Army not targeting civilians, Russia claims
Russian troops in Ukraine are attacking only military targets, Kremlin spokesman Dmitry Peskov told journalists on Tuesday, commenting on the news that the International Criminal Court (ICC) in the Hague would launch a probe into possible war crimes in Ukraine.
An ICC prosecutor said on Monday that there was “a reasonable basis to believe that both alleged war crimes and crimes against humanity” had been committed in Ukraine. Accusations against Russia were filed with the ICC by Kiev.
Peskov said Moscow “categorically denied” allegations raised against it by Ukraine, including fresh claims that Russian troops used banned cluster munitions and thermobaric weapons in Ukraine. The Russian official branded such claims “hoaxes”.
Russian troops “do not attack civilian facilities or residential areas,” Peskov added, reiterating previous statements to that effect by the Russian defense ministry.
The official said he could not comment on casualties sustained by Russian forces in Ukraine, but remarked that heads of certain Russian regions, who confirmed casualties taken by soldiers from their provinces, didn’t need the central government’s permission to do so.
Moscow continues to recognize Volodymyr Zelensky as the legitimate president of Ukraine, Peskov confirmed to journalists.

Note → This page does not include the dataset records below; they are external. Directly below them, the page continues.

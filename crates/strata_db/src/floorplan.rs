//! Floorplan: die and core geometry, placement rows and regions.

use serde::{Deserialize, Serialize};
use strata_common::{Coord64, Margins64, Named, Rect64, Size64, StrataError, StrataResult};

/// Whether a row's cells stand upright or are flipped about the x axis.
///
/// Adjacent rows usually alternate so that power rails can be shared.
#[derive(Debug, Clone, Copy, Default, PartialEq, Eq, Serialize, Deserialize)]
pub enum RowType {
    /// Upright row; cells placed with orientation `R0`.
    #[default]
    Normal,
    /// Flipped row; cells placed with orientation `MX`.
    FlipY,
}

/// One placement row.
#[derive(Debug, Clone, Copy, Default, PartialEq, Eq, Serialize, Deserialize)]
pub struct Row {
    /// Row flavor.
    pub row_type: RowType,
    /// Row rectangle in absolute core coordinates, nm.
    pub rect: Rect64,
}

/// A named sub-area of the core with its own rows.
#[derive(Debug, Clone, Default, Serialize, Deserialize)]
pub struct Region {
    /// Region name.
    pub name: String,
    /// Region rectangle including the halo, nm.
    pub rect: Rect64,
    /// Keep-out halo inside the rectangle.
    pub halo: Margins64,
    /// Site minimum cell size for this region, nm.
    pub min_cell_size: Size64,
    /// Rows inside the placement rectangle, bottom-up.
    pub rows: Vec<Row>,
}

impl Region {
    /// The area cells may occupy: the rectangle contracted by the halo.
    pub fn placement_rect(&self) -> Rect64 {
        self.rect.contracted(self.halo)
    }

    /// Size of the placement rectangle.
    pub fn placement_size(&self) -> Size64 {
        self.placement_rect().size()
    }
}

impl Named for Region {
    fn name(&self) -> &str {
        &self.name
    }
}

/// Creates a region and fills it with rows.
///
/// Rows are stacked bottom-up inside the placement rectangle; each row is
/// one minimum-cell-height tall and its width is rounded down to a whole
/// number of minimum cell widths. Row types alternate starting with
/// [`RowType::Normal`].
pub fn create_region(
    name: &str,
    rect_including_halo: Rect64,
    min_cell_size: Size64,
    halo: Option<Margins64>,
) -> StrataResult<Region> {
    if min_cell_size.x <= 0 || min_cell_size.y <= 0 {
        return Err(StrataError::invalid_state(
            "region minimum cell size has not been defined",
        ));
    }
    let mut region = Region {
        name: name.to_owned(),
        rect: rect_including_halo,
        halo: halo.unwrap_or_default(),
        min_cell_size,
        rows: Vec::new(),
    };
    let placement = region.placement_rect();
    region.rows = build_rows(placement, min_cell_size);
    log::trace!(
        "create_region: {} x {} - {} rows",
        region.rect.width(),
        region.rect.height(),
        region.rows.len()
    );
    Ok(region)
}

fn build_rows(area: Rect64, min_cell_size: Size64) -> Vec<Row> {
    let row_height = min_cell_size.y;
    let row_count = area.height() / row_height;
    let row_width = min_cell_size.x * (area.width() / min_cell_size.x);
    let mut rows = Vec::with_capacity(row_count as usize);
    let mut bottom = area.bottom();
    for i in 0..row_count {
        let row_type = if i % 2 == 0 {
            RowType::Normal
        } else {
            RowType::FlipY
        };
        rows.push(Row {
            row_type,
            rect: Rect64::new(
                Coord64::new(area.left(), bottom),
                Coord64::new(area.left() + row_width, bottom + row_height),
            ),
        });
        bottom += row_height;
    }
    rows
}

/// Die-level floorplan: core size, IO margins and the core placement rows.
#[derive(Debug, Clone, Default, Serialize, Deserialize)]
pub struct Floorplan {
    /// Core area size, nm.
    pub core_size: Size64,
    /// Margins between the IO ring and the core.
    pub io2core_margins: Margins64,
    /// Size of the IO area on each die edge.
    pub io_margins: Margins64,
    /// Minimum cell (site) size; must be set before rows can be created.
    pub min_cell_size: Size64,
    /// Size of an IO corner cell.
    pub corner_cell_size: Size64,
    /// Core placement rows, bottom-up.
    pub rows: Vec<Row>,
}

impl Floorplan {
    /// Creates an empty floorplan.
    pub fn new() -> Self {
        Self::default()
    }

    /// Resets the floorplan to its empty state.
    pub fn clear(&mut self) {
        *self = Self::default();
    }

    /// The core rectangle in die coordinates.
    pub fn core_rect(&self) -> Rect64 {
        let ll = Coord64::new(
            self.io_margins.left + self.io2core_margins.left,
            self.io_margins.bottom + self.io2core_margins.bottom,
        );
        Rect64::new(ll, ll + self.core_size)
    }

    /// The full die size: core plus both margin rings.
    pub fn die_size(&self) -> Size64 {
        Size64::new(
            self.core_size.x
                + self.io2core_margins.left
                + self.io2core_margins.right
                + self.io_margins.left
                + self.io_margins.right,
            self.core_size.y
                + self.io2core_margins.top
                + self.io2core_margins.bottom
                + self.io_margins.top
                + self.io_margins.bottom,
        )
    }

    /// Fills the row list from the core rectangle and the minimum cell size.
    ///
    /// Fails when the minimum cell size is unset.
    pub fn create_rows(&mut self) -> StrataResult<()> {
        if self.min_cell_size.x <= 0 || self.min_cell_size.y <= 0 {
            return Err(StrataError::invalid_state(
                "minimum cell size has not been defined for the core area",
            ));
        }
        self.rows = build_rows(self.core_rect(), self.min_cell_size);
        Ok(())
    }
}
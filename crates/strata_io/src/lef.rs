//! LEF reader: technology layers, sites and cell abstracts.
//!
//! Distances in LEF are micrometers; everything is converted to integer
//! nanometers on the way into the database. Unknown statements are skipped
//! to their terminating `;` (or `END` for blocks) with a debug log, so
//! vendor extensions do not break the import.

use crate::lex::{Cursor, LexConfig, Token, TokenKind, tokenize};
use strata_common::{Coord64, ParseError, Rect64};
use strata_db::{
    CellClass, CellSubclass, Design, IoDirection, LayerDirection, LayerShapes, LayerType,
    SiteClass, Symmetry,
};

/// Converts a LEF micrometer value to integer nanometers.
fn to_nm(um: f64) -> i64 {
    (um * 1000.0).round() as i64
}

/// Reads a LEF stream into the design's technology and cell libraries.
pub fn read_lef(design: &mut Design, source: &str) -> Result<(), ParseError> {
    let tokens = tokenize(source, &LexConfig::lefdef())?;
    let mut cursor = Cursor::new(tokens);

    while !cursor.at_eof() {
        let token = cursor.next();
        match token.text.as_str() {
            "UNITS" => parse_units(design, &mut cursor)?,
            "MANUFACTURINGGRID" => {
                let grid = cursor.expect_number()?;
                cursor.expect_punct(';')?;
                design.tech_lib.manufacturing_grid = to_nm(grid);
            }
            "LAYER" => parse_layer(design, &mut cursor)?,
            "SITE" => parse_site(design, &mut cursor)?,
            "MACRO" => parse_macro(design, &mut cursor)?,
            "END" => {
                // END LIBRARY terminates the file
                if cursor.eat_ident("LIBRARY") {
                    break;
                }
                return Err(cursor.error("unexpected END"));
            }
            _ => {
                log::debug!("LEF: skipping '{}'", token.text);
                skip_statement(&mut cursor)?;
            }
        }
    }
    Ok(())
}

/// Skips to the next `;`.
fn skip_statement(cursor: &mut Cursor) -> Result<(), ParseError> {
    while !cursor.at_eof() {
        let token = cursor.next();
        if token.kind == TokenKind::Punct && token.text == ";" {
            return Ok(());
        }
    }
    Err(cursor.error("unexpected end of file inside statement"))
}

fn parse_units(design: &mut Design, cursor: &mut Cursor) -> Result<(), ParseError> {
    // LEF distances stay micrometers regardless of the declared precision;
    // the DATABASE MICRONS value is kept for the DEF reader and writer
    while !cursor.at_eof() {
        if cursor.eat_ident("END") {
            cursor.expect_ident("UNITS")?;
            return Ok(());
        }
        let token = cursor.next();
        if token.text == "DATABASE" {
            cursor.expect_ident("MICRONS")?;
            let dbu = cursor.expect_number()?;
            cursor.expect_punct(';')?;
            design.tech_lib.database_microns = dbu as i64;
        } else {
            skip_statement(cursor)?;
        }
    }
    Err(cursor.error("unterminated UNITS block"))
}

fn parse_layer(design: &mut Design, cursor: &mut Cursor) -> Result<(), ParseError> {
    let name = cursor.expect_ident("layer name")?;
    let key = design
        .tech_lib
        .create_layer(&name.text)
        .map_err(|e| error_at(&name, e.to_string()))?;

    let mut offset_seen = false;
    loop {
        if cursor.eat_ident("END") {
            cursor.expect_ident("layer name")?;
            break;
        }
        if cursor.at_eof() {
            return Err(cursor.error("unterminated LAYER block"));
        }
        let token = cursor.next();
        let layer = design
            .tech_lib
            .layers
            .get_mut(key)
            .expect("layer created above");
        match token.text.as_str() {
            "TYPE" => {
                let kind = cursor.expect_ident("layer type")?;
                layer.layer_type = match kind.text.as_str() {
                    "ROUTING" => LayerType::Routing,
                    "CUT" => LayerType::Cut,
                    "MASTERSLICE" => LayerType::Masterslice,
                    "OVERLAP" => LayerType::Overlap,
                    _ => LayerType::Undefined,
                };
                cursor.expect_punct(';')?;
            }
            "DIRECTION" => {
                let dir = cursor.expect_ident("layer direction")?;
                layer.direction = match dir.text.as_str() {
                    "HORIZONTAL" => LayerDirection::Horizontal,
                    "VERTICAL" => LayerDirection::Vertical,
                    _ => LayerDirection::Undefined,
                };
                cursor.expect_punct(';')?;
            }
            "PITCH" => {
                let x = cursor.expect_number()?;
                if cursor.eat_punct(';') {
                    layer.pitch = Coord64::new(to_nm(x), to_nm(x));
                } else {
                    let y = cursor.expect_number()?;
                    cursor.expect_punct(';')?;
                    layer.pitch = Coord64::new(to_nm(x), to_nm(y));
                }
            }
            "OFFSET" => {
                let x = cursor.expect_number()?;
                if cursor.eat_punct(';') {
                    layer.offset = Coord64::new(to_nm(x), to_nm(x));
                } else {
                    let y = cursor.expect_number()?;
                    cursor.expect_punct(';')?;
                    layer.offset = Coord64::new(to_nm(x), to_nm(y));
                }
                offset_seen = true;
            }
            "WIDTH" => {
                layer.width = to_nm(cursor.expect_number()?);
                cursor.expect_punct(';')?;
            }
            "SPACING" => {
                layer.spacing = to_nm(cursor.expect_number()?);
                cursor.expect_punct(';')?;
            }
            "RESISTANCE" => {
                // RESISTANCE RPERSQ value ;
                cursor.eat_ident("RPERSQ");
                layer.resistance = cursor.expect_number()?;
                cursor.expect_punct(';')?;
            }
            "CAPACITANCE" => {
                cursor.eat_ident("CPERSQDIST");
                layer.capacitance = cursor.expect_number()?;
                cursor.expect_punct(';')?;
            }
            "EDGECAPACITANCE" => {
                layer.edge_capacitance = cursor.expect_number()?;
                cursor.expect_punct(';')?;
            }
            "THICKNESS" => {
                layer.thickness = to_nm(cursor.expect_number()?);
                cursor.expect_punct(';')?;
            }
            "AREA" => {
                layer.min_area = cursor.expect_number()?;
                cursor.expect_punct(';')?;
            }
            _ => {
                log::debug!("LEF: skipping layer attribute '{}'", token.text);
                skip_statement(cursor)?;
            }
        }
    }

    // a missing offset defaults to half the pitch
    if !offset_seen {
        let layer = design
            .tech_lib
            .layers
            .get_mut(key)
            .expect("layer created above");
        layer.offset = Coord64::new(layer.pitch.x / 2, layer.pitch.y / 2);
    }
    Ok(())
}
//! File export passes.

use super::{ParamDef, Params, Pass};
use std::fs::File;
use std::io::BufWriter;
use strata_common::{StrataError, StrataResult};
use strata_db::Design;
use strata_io::def::DefWriterOptions;
use strata_io::spef::SpefOptions;

fn create_file(path: &str) -> StrataResult<BufWriter<File>> {
    File::create(path)
        .map(BufWriter::new)
        .map_err(|e| StrataError::invalid_state(format!("cannot create '{path}': {e}")))
}

/// `write_def <file> [-fillers] [-decap]` - export placement as DEF.
pub struct WriteDefPass;

impl Pass for WriteDefPass {
    fn name(&self) -> &'static str {
        "write_def"
    }

    fn short_help(&self) -> &'static str {
        "export the top module placement as DEF"
    }

    fn help(&self) -> String {
        "write_def <file> [-fillers] [-decap]\n  Writes a DEF 5.4 COMPONENTS block.\n\
         \n  Options:\n    -fillers : also export filler cells\n    -decap   : also export decap cells\n"
            .into()
    }

    fn param_defs(&self) -> &'static [ParamDef] {
        const PARAMS: &[ParamDef] = &[
            ParamDef::new("fillers", 0, false),
            ParamDef::new("decap", 0, false),
        ];
        PARAMS
    }

    fn execute(&self, design: &mut Design, params: &Params) -> StrataResult<()> {
        let [path] = params.positional() else {
            return Err(StrataError::invalid_state(
                "write_def needs exactly one output file",
            ));
        };
        let options = DefWriterOptions {
            export_fillers: params.has("fillers"),
            export_decap: params.has("decap"),
        };
        let mut out = create_file(path)?;
        strata_io::def::write_def(&mut out, design, &options)?;
        log::info!("wrote DEF '{path}'");
        Ok(())
    }
}

/// `write_spef <file>` - export estimated parasitics.
pub struct WriteSpefPass;

impl Pass for WriteSpefPass {
    fn name(&self) -> &'static str {
        "write_spef"
    }

    fn short_help(&self) -> &'static str {
        "export estimated net parasitics as SPEF"
    }

    fn help(&self) -> String {
        "write_spef <file>\n  Writes Manhattan-estimated parasitics for every net.\n".into()
    }

    fn param_defs(&self) -> &'static [ParamDef] {
        &[]
    }

    fn execute(&self, design: &mut Design, params: &Params) -> StrataResult<()> {
        let [path] = params.positional() else {
            return Err(StrataError::invalid_state(
                "write_spef needs exactly one output file",
            ));
        };
        let mut out = create_file(path)?;
        strata_io::spef::write_spef(&mut out, design, &SpefOptions::default())?;
        log::info!("wrote SPEF '{path}'");
        Ok(())
    }
}

/// `write_placement <file>` - export `x y w h` placement lines.
pub struct WritePlacementPass;

impl Pass for WritePlacementPass {
    fn name(&self) -> &'static str {
        "write_placement"
    }

    fn short_help(&self) -> &'static str {
        "export placed instances as plain 'x y w h' lines"
    }

    fn help(&self) -> String {
        "write_placement <file>\n  One line per placed or fixed instance.\n".into()
    }

    fn param_defs(&self) -> &'static [ParamDef] {
        &[]
    }

    fn execute(&self, design: &mut Design, params: &Params) -> StrataResult<()> {
        let [path] = params.positional() else {
            return Err(StrataError::invalid_state(
                "write_placement needs exactly one output file",
            ));
        };
        let netlist = design.top_netlist().ok_or_else(|| {
            StrataError::invalid_state("no top module with a netlist has been selected")
        })?;
        let mut out = create_file(path)?;
        strata_place::tools::write_placement_file(&mut out, design, netlist)?;
        log::info!("wrote placement '{path}'");
        Ok(())
    }
}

The Ukrainian leader “could order troops to lay down arms, and there would be no casualties,” he suggested.
Asked about the post-invasion status of Ukraine and what Russia would expect from its future election, Peskov said the issue had nothing to do with the Russian government.
“The Kremlin cannot play a role in holding elections in Ukraine. It’s a foreign country,” he said.
Peskov lamented Western attempts to put pressure on Russia over its attack on Ukraine, claiming that the US had induced on its European allies Washington’s long-held taste for illegal restrictions. The practice “spread through Europe like an infection,” he remarked. Moscow will not submit to pressure, he said, adding that Russia perceived the retaliatory policies to be temporary.
“With time, leaders will arise in the EU, who will have a broad vision and realize that they need to be developing together with our nation. We will be working with that potential in mind,” he said.
Russia launched its offensive in Ukraine last week, claiming it to be partially an operation to defend the breakaway republics of Donetsk and Lugansk from Ukrainian attacks and, partially, a preemptive measure to reverse NATO’s creeping expansion into the country.
The US and its allies responded with an array of sanctions and restrictions aimed at crippling the Russian economy as well as ramping up supplies of weapons to Ukraine. Kiev and its foreign backers say Russia is waging an unprovoked war against its neighbor.